▶ _ACTIVITY_
Give back the entries exactly, ending with the "use super::errors::CraftOfExileError;" line.

▶ _SUPPLIED DATA_
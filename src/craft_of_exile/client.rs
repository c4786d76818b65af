//! Download and cache the Craft of Exile data bundle.

use std::path::Path;
use std::time::Duration;

use serde_json::Value;

use crate::knowledge::loader::sorted_keys;

use super::dataset::CraftOfExileDataset;
use super::errors::CraftOfExileError;

pub const DEFAULT_BUNDLE_URL: &str =
    "https://raw.githubusercontent.com/CraftOfExile/data/refs/heads/master/data.json";

/// Tried after [`DEFAULT_BUNDLE_URL`] when no custom URL was configured.
pub const FALLBACK_BUNDLE_URLS: &[&str] = &[
    "https://raw.githubusercontent.com/CraftOfExile/data/refs/heads/main/data.json",
    "https://raw.githubusercontent.com/CraftOfExile/data/master/data.json",
    "https://raw.githubusercontent.com/CraftOfExile/data/main/data.json",
];

pub const DEFAULT_TIMEOUT: Duration = Duration::from_secs(30);

const CONNECT_TIMEOUT: Duration = Duration::from_secs(5);

pub(crate) const USER_AGENT: &str = concat!("poe-craft-kb/", env!("CARGO_PKG_VERSION"));

#[derive(Debug, Clone)]
pub struct CraftOfExileClient {
    pub bundle_url: String,
    pub timeout: Duration,
}

impl Default for CraftOfExileClient {
    fn default() -> Self {
        Self::new(None, DEFAULT_TIMEOUT)
    }
}

impl CraftOfExileClient {
    pub fn new(bundle_url: Option<String>, timeout: Duration) -> Self {
        Self {
            bundle_url: bundle_url
                .filter(|url| !url.trim().is_empty())
                .unwrap_or_else(|| DEFAULT_BUNDLE_URL.to_string()),
            timeout,
        }
    }

    /// The configured URL, followed by the fallbacks when it is the default.
    pub fn candidate_urls(&self) -> Vec<String> {
        let mut urls = vec![self.bundle_url.clone()];
        if self.bundle_url == DEFAULT_BUNDLE_URL {
            for url in FALLBACK_BUNDLE_URLS {
                if !urls.iter().any(|known| known == url) {
                    urls.push((*url).to_string());
                }
            }
        }
        urls
    }

    /// Download the bundle, trying each candidate URL once.
    pub async fn fetch(&self) -> Result<CraftOfExileDataset, CraftOfExileError> {
        let http = reqwest::Client::builder()
            .connect_timeout(CONNECT_TIMEOUT)
            .timeout(self.timeout)
            .user_agent(USER_AGENT)
            .build()
            .map_err(|e| CraftOfExileError::Client {
                reason: e.to_string(),
            })?;

        let mut attempts = Vec::new();
        for url in self.candidate_urls() {
            match fetch_body(&http, &url).await {
                Ok(body) => {
                    tracing::info!(url = %url, bytes = body.len(), "downloaded craft of exile bundle");
                    let payload: Value = serde_json::from_slice(&body).map_err(|e| {
                        CraftOfExileError::InvalidPayload {
                            reason: e.to_string(),
                        }
                    })?;
                    return Ok(CraftOfExileDataset::new(payload));
                }
                Err(reason) => {
                    tracing::warn!(url = %url, reason = %reason, "craft of exile download failed");
                    attempts.push(format!("{url}: {reason}"));
                }
            }
        }
        Err(CraftOfExileError::DownloadFailed { attempts })
    }

    /// Load a previously cached bundle.
    pub fn load_from_path(path: &Path) -> Result<CraftOfExileDataset, CraftOfExileError> {
        if !path.exists() {
            return Err(CraftOfExileError::NotFound {
                path: path.display().to_string(),
            });
        }
        let raw = std::fs::read_to_string(path).map_err(|e| CraftOfExileError::Io {
            path: path.display().to_string(),
            reason: e.to_string(),
        })?;
        let payload = serde_json::from_str(&raw).map_err(|e| CraftOfExileError::InvalidCache {
            path: path.display().to_string(),
            reason: e.to_string(),
        })?;
        Ok(CraftOfExileDataset::new(payload))
    }

    /// Persist a bundle, creating parent directories. Pretty output is
    /// indented with sorted keys; compact output keeps the bundle's order.
    pub fn dump_to_path(
        dataset: &CraftOfExileDataset,
        path: &Path,
        pretty: bool,
    ) -> Result<(), CraftOfExileError> {
        let io_error = |e: std::io::Error| CraftOfExileError::Io {
            path: path.display().to_string(),
            reason: e.to_string(),
        };
        if let Some(parent) = path.parent() {
            std::fs::create_dir_all(parent).map_err(io_error)?;
        }
        let rendered = if pretty {
            serde_json::to_string_pretty(&sorted_keys(&dataset.payload))
        } else {
            serde_json::to_string(&dataset.payload)
        }
        .map_err(|e| CraftOfExileError::InvalidPayload {
            reason: e.to_string(),
        })?;
        std::fs::write(path, rendered).map_err(io_error)
    }
}

async fn fetch_body(http: &reqwest::Client, url: &str) -> Result<Vec<u8>, String> {
    let response = http.get(url).send().await.map_err(|e| e.to_string())?;
    if !response.status().is_success() {
        return Err(format!("HTTP {}", response.status()));
    }
    let body = response.bytes().await.map_err(|e| e.to_string())?;
    Ok(body.to_vec())
}

// ─── Tests ──────────────────────────────────────────────────────────────────

#[cfg(test)]
mod tests {
    use super::*;
    use serde_json::json;
    use tempfile::TempDir;

    #[test]
    fn default_url_adds_fallbacks() {
        let client = CraftOfExileClient::default();
        let urls = client.candidate_urls();
        assert_eq!(urls.len(), 1 + FALLBACK_BUNDLE_URLS.len());
        assert_eq!(urls[0], DEFAULT_BUNDLE_URL);
    }

    #[test]
    fn custom_url_has_no_fallbacks() {
        let client = CraftOfExileClient::new(Some("http://localhost/data.json".into()), DEFAULT_TIMEOUT);
        assert_eq!(client.candidate_urls(), vec!["http://localhost/data.json"]);
        let blank = CraftOfExileClient::new(Some("  ".into()), DEFAULT_TIMEOUT);
        assert_eq!(blank.bundle_url, DEFAULT_BUNDLE_URL);
    }

    #[test]
    fn pretty_dump_sorts_keys_and_reloads() {
        let dir = TempDir::new().unwrap();
        let path = dir.path().join("standard").join("data.json");
        let dataset = CraftOfExileDataset::new(json!({"zeta": 1, "alpha": {"b": 2, "a": "é"}}));

        CraftOfExileClient::dump_to_path(&dataset, &path, true).unwrap();
        let written = std::fs::read_to_string(&path).unwrap();
        assert!(written.find("\"alpha\"").unwrap() < written.find("\"zeta\"").unwrap());
        assert!(written.find("\"a\"").unwrap() < written.find("\"b\"").unwrap());
        assert!(written.contains('é'));

        let reloaded = CraftOfExileClient::load_from_path(&path).unwrap();
        assert_eq!(reloaded, dataset);
    }

    #[test]
    fn compact_dump_keeps_order() {
        let dir = TempDir::new().unwrap();
        let path = dir.path().join("data.json");
        let dataset = CraftOfExileDataset::new(json!({"zeta": 1, "alpha": 2}));
        CraftOfExileClient::dump_to_path(&dataset, &path, false).unwrap();
        assert_eq!(std::fs::read_to_string(&path).unwrap(), r#"{"zeta":1,"alpha":2}"#);
    }

    #[test]
    fn missing_and_corrupt_caches_error() {
        let dir = TempDir::new().unwrap();
        let path = dir.path().join("data.json");
        assert!(matches!(
            CraftOfExileClient::load_from_path(&path),
            Err(CraftOfExileError::NotFound { .. })
        ));
        std::fs::write(&path, "{not json").unwrap();
        assert!(matches!(
            CraftOfExileClient::load_from_path(&path),
            Err(CraftOfExileError::InvalidCache { .. })
        ));
    }
}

▶ _RESULT FOR THIS EXERCISE_
filename src/craft_of_exile/client.rs
repository c4786d76818b65af
//! Download and cache the Craft of Exile data bundle.

use std::path::Path;
use std::time::Duration;

use serde_json::Value;

use crate::knowledge::loader::sorted_keys;

use super::dataset::CraftOfExileDataset;
use super::errors::CraftOfExileError;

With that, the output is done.